Partners call for strengthened partnership on nutrition to accelerate progress of first 1,000 most critical days programme
LUSAKA, Zambia, 30 November 2022 – The Vice President of the Government of the Republic of Zambia, Her Honor Mutale W.K Nalumango, chaired today the National Nutrition event organised by the National Food and Nutrition Commission (NFNC), with support from key government line ministries and cooperating partners and called for renewed policy and financial commitments to address malnutrition and poverty in Zambia.
Under the theme “Action towards Elimination of hunger and all forms of Malnutrition: An Integrated Approach for Resilient Food, WASH, Health and Social Protection Systems”, the event presented an opportunity for the Government of the Republic of Zambia and partners to assess progress in the fight against all forms of malnutrition.
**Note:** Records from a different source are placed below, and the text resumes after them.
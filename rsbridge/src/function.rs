//! Host callables, and handles for calling them from SDK threads.
use std::cell::RefCell;
use std::fmt;
use std::rc::Rc;

use log::{debug, warn};

use crate::bridge::{Notifier, PendingEvent, SubmitError};
use crate::host::{Host, Registered, TargetId};

/// A host closure that may be invoked from an event.
pub(crate) struct HostCallback<A> {
    function: RefCell<Box<dyn FnMut(A)>>,
}

impl<A: 'static> HostCallback<A> {
    pub(crate) fn new(function: impl FnMut(A) + 'static) -> Rc<Self> {
        Rc::new(Self {
            function: RefCell::new(Box::new(function)),
        })
    }

    /// Calls the closure. A call made from inside the closure itself is dropped.
    pub(crate) fn invoke(&self, argument: A) {
        match self.function.try_borrow_mut() {
            Ok(mut function) => function(argument),
            Err(_) => warn!("host callback invoked from inside itself, dropping the call"),
        }
    }
}

/// A closure owned by the consumer thread.
///
/// [`thread_safe`](HostFunction::thread_safe) hands out a `Send` handle that marshals calls back
/// to this thread. Dropping the `HostFunction` turns later calls through those handles into
/// no-ops.
pub struct HostFunction<T: 'static> {
    callback: Rc<HostCallback<T>>,
    registration: Registered<HostCallback<T>>,
}

impl<T: Send + 'static> HostFunction<T> {
    pub fn new(host: &Host, function: impl FnMut(T) + 'static) -> Self {
        let callback = HostCallback::new(function);
        let registration = host.register(&callback);
        Self {
            callback,
            registration,
        }
    }

    /// Calls the closure right here, on the consumer thread.
    #[inline]
    pub fn call(&self, value: T) {
        self.callback.invoke(value);
    }

    pub fn thread_safe(&self) -> ThreadSafeFunction<T> {
        ThreadSafeFunction {
            target: self.registration.id(),
            notifier: self.registration.host().notifier(),
        }
    }
}

impl<T: 'static> fmt::Debug for HostFunction<T> {
    fn fmt(&self, f: &mut fmt::Formatter<'_>) -> fmt::Result {
        f.debug_struct("HostFunction")
            .field("target", &self.registration.id())
            .finish_non_exhaustive()
    }
}

/// A handle to a [`HostFunction`] that can be called from any thread.
pub struct ThreadSafeFunction<T> {
    target: TargetId<HostCallback<T>>,
    notifier: Notifier,
}

impl<T> Clone for ThreadSafeFunction<T> {
    fn clone(&self) -> Self {
        Self {
            target: self.target,
            notifier: self.notifier.clone(),
        }
    }
}

impl<T: Send + 'static> ThreadSafeFunction<T> {
    /// Queues a call for the consumer thread. `value` is dropped if the call is refused.
    pub fn call(&self, value: T) -> Result<(), SubmitError> {
        self.notifier.notify_main_thread(Box::new(Call {
            target: self.target,
            value,
        }))
    }
}

impl<T> fmt::Debug for ThreadSafeFunction<T> {
    fn fmt(&self, f: &mut fmt::Formatter<'_>) -> fmt::Result {
        f.debug_struct("ThreadSafeFunction")
            .field("target", &self.target)
            .finish_non_exhaustive()
    }
}

struct Call<T> {
    target: TargetId<HostCallback<T>>,
    value: T,
}

impl<T: Send + 'static> PendingEvent for Call<T> {
    fn run(self: Box<Self>, host: &Host) {
        match host.resolve(self.target) {
            Some(callback) => callback.invoke(self.value),
            None => debug!("{:?} is gone, dropping the call", self.target),
        }
    }
}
Zambia has made progress on reducing stunting over the past decade, but it remains a challenge and 35 per cent of children under five years are stunted, the third highest rate of stunting in the region.
“The Government of the Republic of Zambia has demonstrated its commitment and leadership in the design and implementation of evidence-based multisectoral nutrition actions that have been led by NFNC and implemented by six government line ministries. We are determined to keep the momentum around stunting reduction in 42 high priority districts with the support from our partners, further improving coordination among different actors and ensuring multi sectoral actions to achieve better results; and also expanding the number of districts covered,” stated His Excellency Mutale W.K Nalumango.
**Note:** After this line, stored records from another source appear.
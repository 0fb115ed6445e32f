use std::any::Any;
use std::collections::HashMap;
use std::fmt;
use std::hash::{Hash, Hasher};
use std::marker::PhantomData;
use std::rc::{Rc, Weak};

/// A typed reference to a callback target living on the consumer thread.
///
/// It is a plain number, so it can travel through SDK threads; only the host it came from can
/// turn it back into the target.
pub struct TargetId<T> {
    id: u64,
    _target: PhantomData<fn() -> T>,
}

impl<T> TargetId<T> {
    #[inline]
    pub fn id(self) -> u64 {
        self.id
    }
}

impl<T> Clone for TargetId<T> {
    #[inline]
    fn clone(&self) -> Self {
        *self
    }
}

impl<T> Copy for TargetId<T> {}

impl<T> PartialEq for TargetId<T> {
    #[inline]
    fn eq(&self, other: &Self) -> bool {
        self.id == other.id
    }
}

impl<T> Eq for TargetId<T> {}

impl<T> Hash for TargetId<T> {
    #[inline]
    fn hash<H: Hasher>(&self, state: &mut H) {
        self.id.hash(state)
    }
}

impl<T> fmt::Debug for TargetId<T> {
    fn fmt(&self, f: &mut fmt::Formatter<'_>) -> fmt::Result {
        write!(f, "TargetId({})", self.id)
    }
}

/// Weak references to every live callback target, keyed by id.
///
/// The registry never keeps a target alive: its owner does. An id whose owner is gone resolves to
/// nothing.
#[derive(Default)]
pub(crate) struct Registry {
    next: u64,
    entries: HashMap<u64, Weak<dyn Any>>,
}

impl Registry {
    pub(crate) fn insert<T: 'static>(&mut self, target: &Rc<T>) -> TargetId<T> {
        self.next += 1;
        let weak: Weak<T> = Rc::downgrade(target);
        let weak: Weak<dyn Any> = weak;
        self.entries.insert(self.next, weak);
        TargetId {
            id: self.next,
            _target: PhantomData,
        }
    }

    pub(crate) fn resolve<T: 'static>(&self, id: TargetId<T>) -> Option<Rc<T>> {
        self.entries.get(&id.id)?.upgrade()?.downcast::<T>().ok()
    }

    pub(crate) fn remove(&mut self, id: u64) {
        self.entries.remove(&id);
    }

    pub(crate) fn len(&self) -> usize {
        self.entries.len()
    }
}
The National Nutrition event has drawn engagement and participation from all cooperating and implementing partners of the national flagship programme to eradicate stunting – the first 1,000 Most Critical Days Programme (MCDP).
"Adding value within Zambia to agricultural commodities and reaching new export markets means more money will reach Zambian workers’ pockets. At the same time, increasing food production and exports will vastly improve food security both locally and across the continent. It will also help to prevent malnutrition by providing a more nutritious and diversified menu of foods to Zambians and our brothers and sisters throughout the continent,” said the United States Ambassador to Zambia, Michael Gonzales.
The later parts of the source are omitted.